Folk Healer Jesus February 7, 2021

Folk Healer Jesus?
Folk Healer or Biomedical Cure-giver? / Image by Anh Nguyễn Duy from Pixabay

Don’t let spurious familiarity distort this Sunday’s Gospel, where folk healer Jesus helps Peter’s mother-in-law.

Spurious familiarity distorts our Bible reading. It also distorts what we hear being read from this Sunday’s Gospel, Mark1:29-39. This is a healing story. Some wrongly think that healing means curing. It doesn’t. Folk healer Jesus healed. But did Jesus cure people? Check out this brief video to learn the critical difference between healing and curing.  

Folk Healer Jesus in Sunday’s Gospel

Let’s go through Sunday’s Gospel nice and slow.

On leaving the synagogue

STOP—what is a synagogue? A better question: what do you imagine Jesus is leaving? Is it a Jewish congregation? Are you thinking that Jesus exits a sacred building where a Jewish assembly meets for religious purposes, like instruction and worship? If so, you have wrong scenarios in your head keeping you from understanding what is being reported. 

First, something shocking. Don’t look for any Jews or anything Jewish in the Bible. First-century Israelites were not Jews. I know, I know, but your English Bible tells you otherwise. Yeah, those translations suck—there are no Jews, Christians, or Pagans in the Scriptures.

Here’s a tour-de-force on the subject—

Jesus the Israelite Was Neither a `Jew’ Nor a `Christian’: On Correcting Misleading Nomenclature

So, What is the New Testament “Synagogue”?

In the first century, a synagogue was not a place of worship, Jewish or otherwise. It was an Israelite-male hangout place. Scholar Heather McKay has smashed anachronistic ideas concerning synagogues in Jesus’ day. They didn’t become places of worship or anything resembling modern synagogues until around 200 CE. 

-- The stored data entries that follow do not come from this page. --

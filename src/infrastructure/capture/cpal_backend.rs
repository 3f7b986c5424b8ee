//! Cross-platform capture backend using cpal
//!
//! `cpal::Stream` is not `Send`, so each stream is built, started, and
//! dropped on its own thread. The returned handle only talks to that thread
//! through channels.

use std::thread::{self, JoinHandle};
use std::time::Duration as StdDuration;

use cpal::traits::{DeviceTrait, HostTrait, StreamTrait};
use cpal::{
    BufferSize, FromSample, Sample, SampleFormat, SampleRate, SizedSample, StreamConfig,
    SupportedBufferSize, SupportedStreamConfigRange,
};
use crossbeam_channel::{bounded, Receiver, Sender};
use tracing::{debug, warn};

use crate::application::ports::{
    AudioCallback, BackendError, CallbackStatus, CaptureBackend, CaptureStream,
    StreamErrorCallback,
};
use crate::domain::device::{CaptureConfig, DeviceDescriptor, SampleRateRange};

/// How long to wait for the stream thread to report that capture started
const OPEN_TIMEOUT: StdDuration = StdDuration::from_secs(5);

/// How long to wait for the stream thread to drop the stream
const STOP_TIMEOUT: StdDuration = StdDuration::from_secs(2);

/// Capture backend on the platform's default audio host
#[derive(Debug, Default)]
pub struct CpalBackend;

impl CpalBackend {
    pub fn new() -> Self {
        Self
    }

    fn host() -> cpal::Host {
        cpal::default_host()
    }

    /// Look up an input device by enumeration index
    fn input_device(index: usize) -> Result<cpal::Device, BackendError> {
        Self::host()
            .input_devices()
            .map_err(|e| BackendError::Host(e.to_string()))?
            .nth(index)
            .ok_or(BackendError::DeviceNotFound(index))
    }

    fn describe(
        index: usize,
        device: &cpal::Device,
        default_name: Option<&str>,
    ) -> DeviceDescriptor {
        let name = device
            .name()
            .unwrap_or_else(|_| format!("Input device {}", index));
        let ranges: Vec<SupportedStreamConfigRange> = device
            .supported_input_configs()
            .map(|configs| configs.collect())
            .unwrap_or_default();
        let default_config = device.default_input_config().ok();

        let max_input_channels = ranges
            .iter()
            .map(|r| r.channels())
            .max()
            .or_else(|| default_config.as_ref().map(|c| c.channels()))
            .unwrap_or(0);
        let default_sample_rate = default_config
            .as_ref()
            .map(|c| c.sample_rate().0)
            .or_else(|| ranges.first().map(|r| r.max_sample_rate().0))
            .unwrap_or(0);

        // One entry per channel count and rate span; sample formats collapse
        let mut supported_sample_rates: Vec<SampleRateRange> = ranges
            .iter()
            .map(|r| {
                SampleRateRange::new(
                    r.channels(),
                    r.min_sample_rate().0,
                    r.max_sample_rate().0,
                )
            })
            .collect();
        supported_sample_rates.sort_by_key(|r| (r.channels, r.min, r.max));
        supported_sample_rates.dedup();

        DeviceDescriptor {
            index,
            is_default: default_name == Some(name.as_str()),
            name,
            max_input_channels,
            default_sample_rate,
            supported_sample_rates,
        }
    }

    /// Choose a sample format and buffer size for the negotiated config
    fn stream_config(
        device: &cpal::Device,
        config: &CaptureConfig,
    ) -> Result<(StreamConfig, SampleFormat), BackendError> {
        let rate = config.sample_rate();
        let ranges: Vec<SupportedStreamConfigRange> = device
            .supported_input_configs()
            .map_err(|e| BackendError::StreamOpen(e.to_string()))?
            .filter(|r| {
                r.channels() == config.channel_count()
                    && r.min_sample_rate().0 <= rate
                    && r.max_sample_rate().0 >= rate
            })
            .collect();

        // Prefer float, then the integer formats we can convert
        let preferred = [SampleFormat::F32, SampleFormat::I16, SampleFormat::U16];
        let range = preferred
            .iter()
            .find_map(|fmt| ranges.iter().find(|r| r.sample_format() == *fmt));

        let (sample_format, buffer_size) = match range {
            Some(range) => {
                let buffer_size = match range.buffer_size() {
                    SupportedBufferSize::Range { min, max }
                        if (*min..=*max).contains(&config.block_size()) =>
                    {
                        BufferSize::Fixed(config.block_size())
                    }
                    _ => BufferSize::Default,
                };
                (range.sample_format(), buffer_size)
            }
            None => {
                let default = device
                    .default_input_config()
                    .map_err(|e| BackendError::StreamOpen(e.to_string()))?;
                debug!(
                    "No exact config range for {} ch @ {} Hz, using default format {:?}",
                    config.channel_count(),
                    rate,
                    default.sample_format()
                );
                (default.sample_format(), BufferSize::Default)
            }
        };

        let stream_config = StreamConfig {
            channels: config.channel_count(),
            sample_rate: SampleRate(rate),
            buffer_size,
        };
        Ok((stream_config, sample_format))
    }

    /// Build an input stream that converts samples to `f32` before the
    /// callback sees them
    fn build_stream<T>(
        device: &cpal::Device,
        config: &StreamConfig,
        mut callback: Box<dyn AudioCallback>,
        mut on_error: StreamErrorCallback,
        scratch_len: usize,
    ) -> Result<cpal::Stream, BackendError>
    where
        T: SizedSample,
        f32: FromSample<T>,
    {
        // Sized for two blocks so steady-state callbacks never reallocate
        let mut scratch: Vec<f32> = Vec::with_capacity(scratch_len);
        device
            .build_input_stream(
                config,
                move |data: &[T], _: &cpal::InputCallbackInfo| {
                    scratch.clear();
                    scratch.extend(data.iter().map(|&s| s.to_sample::<f32>()));
                    callback.on_block(&scratch, CallbackStatus::Ok);
                },
                move |err| on_error(err.to_string()),
                None,
            )
            .map_err(|e| BackendError::StreamOpen(e.to_string()))
    }

    /// Build and start the stream. Must run on the thread that will own it.
    fn open_and_play(
        index: usize,
        expected_name: &str,
        config: &CaptureConfig,
        callback: Box<dyn AudioCallback>,
        on_error: StreamErrorCallback,
    ) -> Result<cpal::Stream, BackendError> {
        let device = Self::input_device(index)?;
        if device.name().ok().as_deref() != Some(expected_name) {
            // Enumeration order changed since the descriptor was taken
            return Err(BackendError::DeviceNotFound(index));
        }
        let (stream_config, sample_format) = Self::stream_config(&device, config)?;
        debug!(
            "Opening {} with {:?} {:?}",
            expected_name, sample_format, stream_config
        );

        let scratch_len = config.samples_per_block() * 2;
        let stream = match sample_format {
            SampleFormat::F32 => Self::build_stream::<f32>(
                &device,
                &stream_config,
                callback,
                on_error,
                scratch_len,
            )?,
            SampleFormat::I16 => Self::build_stream::<i16>(
                &device,
                &stream_config,
                callback,
                on_error,
                scratch_len,
            )?,
            SampleFormat::U16 => Self::build_stream::<u16>(
                &device,
                &stream_config,
                callback,
                on_error,
                scratch_len,
            )?,
            other => {
                return Err(BackendError::StreamOpen(format!(
                    "Unsupported sample format {:?}",
                    other
                )))
            }
        };

        stream
            .play()
            .map_err(|e| BackendError::StreamPlay(e.to_string()))?;
        Ok(stream)
    }

    /// Runs on the stream thread: open, report readiness, park until stopped
    fn run_stream(
        index: usize,
        expected_name: String,
        config: CaptureConfig,
        callback: Box<dyn AudioCallback>,
        on_error: StreamErrorCallback,
        ready: Sender<Result<(), BackendError>>,
        stop: Receiver<()>,
    ) {
        let stream = match Self::open_and_play(index, &expected_name, &config, callback, on_error)
        {
            Ok(stream) => stream,
            Err(e) => {
                let _ = ready.send(Err(e));
                return;
            }
        };
        let _ = ready.send(Ok(()));

        // Returns on an explicit stop or when the handle is dropped
        let _ = stop.recv();
        if let Err(e) = stream.pause() {
            debug!("Pause before drop failed: {}", e);
        }
        drop(stream);
    }
}

impl CaptureBackend for CpalBackend {
    fn list_devices(&self) -> Result<Vec<DeviceDescriptor>, BackendError> {
        let host = Self::host();
        let default_name = host.default_input_device().and_then(|d| d.name().ok());
        let devices = host
            .input_devices()
            .map_err(|e| BackendError::Host(e.to_string()))?;

        Ok(devices
            .enumerate()
            .map(|(index, device)| Self::describe(index, &device, default_name.as_deref()))
            .filter(|d| d.is_input())
            .collect())
    }

    fn open_stream(
        &self,
        device: &DeviceDescriptor,
        config: &CaptureConfig,
        callback: Box<dyn AudioCallback>,
        on_error: StreamErrorCallback,
    ) -> Result<Box<dyn CaptureStream>, BackendError> {
        let (ready_tx, ready_rx) = bounded(1);
        let (stop_tx, stop_rx) = bounded(1);
        let index = device.index;
        let name = device.name.clone();
        let config = *config;

        let thread = thread::Builder::new()
            .name("capture-stream".to_string())
            .spawn(move || {
                Self::run_stream(index, name, config, callback, on_error, ready_tx, stop_rx)
            })
            .map_err(|e| BackendError::StreamOpen(e.to_string()))?;

        match ready_rx.recv_timeout(OPEN_TIMEOUT) {
            Ok(Ok(())) => Ok(Box::new(CpalStream {
                stop: Some(stop_tx),
                thread: Some(thread),
            })),
            Ok(Err(e)) => {
                let _ = thread.join();
                Err(e)
            }
            Err(_) => Err(BackendError::StreamOpen(format!(
                "audio host did not start within {}s",
                OPEN_TIMEOUT.as_secs()
            ))),
        }
    }
}

/// Handle to a stream parked on its own thread
struct CpalStream {
    stop: Option<Sender<()>>,
    thread: Option<JoinHandle<()>>,
}

impl CpalStream {
    fn shutdown(&mut self) -> Result<(), BackendError> {
        // Dropping the sender also wakes the stream thread
        if let Some(stop) = self.stop.take() {
            let _ = stop.send(());
        }
        let Some(thread) = self.thread.take() else {
            return Ok(());
        };

        let (done_tx, done_rx) = bounded::<()>(1);
        let joiner = thread::spawn(move || {
            let joined = thread.join();
            let _ = done_tx.send(());
            joined
        });
        match done_rx.recv_timeout(STOP_TIMEOUT) {
            Ok(()) => match joiner.join() {
                Ok(Ok(())) => Ok(()),
                _ => Err(BackendError::Host("capture stream thread panicked".to_string())),
            },
            Err(_) => {
                warn!(
                    "Capture stream did not close within {}s; detaching",
                    STOP_TIMEOUT.as_secs()
                );
                Err(BackendError::Host("timed out closing capture stream".to_string()))
            }
        }
    }
}

impl CaptureStream for CpalStream {
    fn stop(mut self: Box<Self>) -> Result<(), BackendError> {
        self.shutdown()
    }
}

impl Drop for CpalStream {
    fn drop(&mut self) {
        let _ = self.shutdown();
    }
}

#[cfg(test)]
mod tests {
    use super::*;

    #[test]
    fn open_timeout_exceeds_stop_timeout() {
        assert!(OPEN_TIMEOUT >= STOP_TIMEOUT);
    }

    #[test]
    fn list_devices_does_not_panic_without_hardware() {
        // CI machines usually have no capture device; either outcome is fine
        let backend = CpalBackend::new();
        if let Ok(devices) = backend.list_devices() {
            assert!(devices.iter().all(|d| d.max_input_channels > 0));
        }
    }

    #[test]
    fn shutdown_without_thread_is_ok() {
        let mut stream = CpalStream {
            stop: None,
            thread: None,
        };
        assert!(stream.shutdown().is_ok());
    }
}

In the first century, a synagogue (from the Greek synagein) was a community center. There, Israelite men gathered to cuss, spit, laugh, hear readings from political-religious texts (like Isaiah and the Torah), and get into heated arguments over them (Luke 4:16-30). But they never gathered in them for worship services!—because there were none in synagogues back then. Besides, the first-century Sabbath was about rest, not worship. Later on, Palestinian Yahwists would transform the Sabbath into a day of worship in reaction to Messianist Israelites assembling on the seventh day for the Lord’s Supper. 

Folk Healer in Capernaum

Jesus entered the house of Simon and Andrew with James and John.

STOP—Jesus is living in Jonah’s house (cf. Matthew 16:17). That’s his base of operations. He, who was from Nazareth, apparently died to his Nazareth-self and became kin with a faction of Capernaum people. Do you think that the historical Jesus had problems with his biological family?

Simon’s mother-in-law lay sick with a fever.

STOP—in the first-century world, there is no impersonal causality. If something happens, the question never is “WHAT happened?” but instead, “WHO did it?” The Fever (capital F) is a demon, one of the many other-than-human persons populating the Middle Eastern air. Fever is someone (a “who”), not something (a “what”), who afflicted Peter’s unnamed mother-in-law.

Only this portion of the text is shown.